Retigabine as adjunctive therapy in adults with partial-onset seizures: Integrated analysis of three pivotal controlled trials

We assessed the efficacy and tolerability of retigabine (RTG; international non-proprietary name)/ezogabine (EZG; US adopted name) as adjunctive therapy in adults with partial-onset seizures in an integrated analysis of three trials. Studies 205, 301 (NCT00232596), and 302 (NCT00235755) were randomized, double-blind, placebo-controlled studies in adults having ≥4 partial-onset seizures per 28 days and receiving 1-3 antiepileptic drugs with/without vagus nerve stimulator. Patients underwent titration to RTG/EZG 600, 900, or 1200 mg/day or to placebo followed by 8 or 12 weeks maintenance. For efficacy analyses, placebo was compared with RTG/EZG 600 and 900 mg/day in Studies 205 and 302, and RTG/EZG 1200 mg/day in Studies 205 and 301. Responder rates (≥50% reduction in baseline seizure frequency) were 35% and 45% for RTG/EZG 600 and 900 mg/day, respectively (placebo = 21%; p < 0.001), and 50% for RTG/EZG 1200 mg/day (placebo = 24%, p < 0.001).
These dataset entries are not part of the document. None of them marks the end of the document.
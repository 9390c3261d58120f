/*
 *  pacer.rs
 *
 *  ContribMon - GitHub contribution calendar for RGB LED matrices
 *  (c) 2026 the ContribMon authors
 *
 *  Refresh schedule - startup cycle then whole-second aligned ticks
 *
 *  This program is free software: you can redistribute it and/or modify
 *  it under the terms of the GNU General Public License as published by
 *  the Free Software Foundation, either version 3 of the License, or
 *  (at your option) any later version.
 *
 *  This program is distributed in the hope that it will be useful,
 *  but WITHOUT ANY WARRANTY; without even the implied warranty of
 *  MERCHANTABILITY or FITNESS FOR A PARTICULAR PURPOSE.  See the
 *  GNU General Public License for more details.
 *
 *  See <http://www.gnu.org/licenses/> to get a copy of the GNU General
 *  Public License.
 *
 */
use std::time::Duration;
use tokio::time::Instant;

/// Why a refresh cycle is due
#[derive(Debug, Clone, Copy, PartialEq, Eq)]
pub enum Trigger {
    Startup,
    /// Whole seconds since the loop started
    Tick(u64),
}

pub struct RefreshSchedule {
    started: Instant,
    interval_secs: u64,
    last_tick: Option<u64>,
    startup_pending: bool,
}

// ticks land on exact multiples of the interval, counted in whole seconds
// from loop start; a second polled many times still fires once and a
// multiple that was never polled (long alert, slow fetch) is skipped
impl RefreshSchedule {
    pub fn new(interval: Duration, started: Instant) -> Self {
        Self {
            started,
            interval_secs: interval.as_secs().max(1),
            last_tick: None,
            startup_pending: true,
        }
    }

    pub fn interval_secs(&self) -> u64 {
        self.interval_secs
    }

    /// Returns the trigger if a cycle is due at `now`; consumes it.
    #[inline]
    pub fn poll(&mut self, now: Instant) -> Option<Trigger> {
        if self.startup_pending {
            self.startup_pending = false;
            return Some(Trigger::Startup);
        }

        let elapsed = now.saturating_duration_since(self.started).as_secs();
        if elapsed != 0 && elapsed % self.interval_secs == 0 && self.last_tick != Some(elapsed) {
            self.last_tick = Some(elapsed);
            return Some(Trigger::Tick(elapsed));
        }
        None
    }

    /// Time until the next aligned tick, for sleeping instead of spinning
    pub fn until_next_tick(&self, now: Instant) -> Duration {
        let elapsed = now.saturating_duration_since(self.started);
        let next = (elapsed.as_secs() / self.interval_secs + 1) * self.interval_secs;
        Duration::from_secs(next).saturating_sub(elapsed)
    }
}

#[cfg(test)]
mod tests {
    use super::*;

    fn at(start: Instant, millis: u64) -> Instant {
        start + Duration::from_millis(millis)
    }

    #[test]
    fn test_startup_fires_first() {
        let start = Instant::now();
        let mut schedule = RefreshSchedule::new(Duration::from_secs(30), start);
        assert_eq!(schedule.poll(start), Some(Trigger::Startup));
        assert_eq!(schedule.poll(start), None);
        assert_eq!(schedule.poll(at(start, 999)), None);
    }

    #[test]
    fn test_tick_fires_once_per_multiple() {
        let start = Instant::now();
        let mut schedule = RefreshSchedule::new(Duration::from_secs(30), start);
        schedule.poll(start);

        assert_eq!(schedule.poll(at(start, 29_990)), None);
        assert_eq!(schedule.poll(at(start, 30_000)), Some(Trigger::Tick(30)));
        // same second, polled again
        assert_eq!(schedule.poll(at(start, 30_010)), None);
        assert_eq!(schedule.poll(at(start, 30_990)), None);
        assert_eq!(schedule.poll(at(start, 31_000)), None);
        assert_eq!(schedule.poll(at(start, 60_500)), Some(Trigger::Tick(60)));
    }

    #[test]
    fn test_missed_ticks_are_skipped() {
        let start = Instant::now();
        let mut schedule = RefreshSchedule::new(Duration::from_secs(30), start);
        schedule.poll(start);

        // nothing polled during second 30
        assert_eq!(schedule.poll(at(start, 31_000)), None);
        assert_eq!(schedule.poll(at(start, 59_000)), None);
        assert_eq!(schedule.poll(at(start, 60_000)), Some(Trigger::Tick(60)));
    }

    #[test]
    fn test_until_next_tick() {
        let start = Instant::now();
        let schedule = RefreshSchedule::new(Duration::from_secs(30), start);
        assert_eq!(schedule.until_next_tick(at(start, 10_000)), Duration::from_secs(20));
        assert_eq!(schedule.until_next_tick(at(start, 30_000)), Duration::from_secs(30));
    }

    #[test]
    fn test_zero_interval_is_clamped() {
        let start = Instant::now();
        let schedule = RefreshSchedule::new(Duration::ZERO, start);
        assert_eq!(schedule.interval_secs(), 1);
    }
}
Reductions in 28-day total partial-seizure frequency (medians: placebo = 14%; 600 mg/day = 26%, p = 0.003; 900 mg/day = 37%, p < 0.001; placebo = 15%; 1200 mg/day = 39%, p < 0.001) were significantly greater with all RTG/EZG doses vs. placebo from baseline to the double-blind phase, and similarly during the maintenance phase. The most commonly reported (>10%) treatment-emergent adverse events were dizziness, somnolence, headache, and fatigue. RTG/EZG demonstrated efficacy and was generally tolerated as adjunctive therapy in adults with partial-onset seizures in this integrated analysis.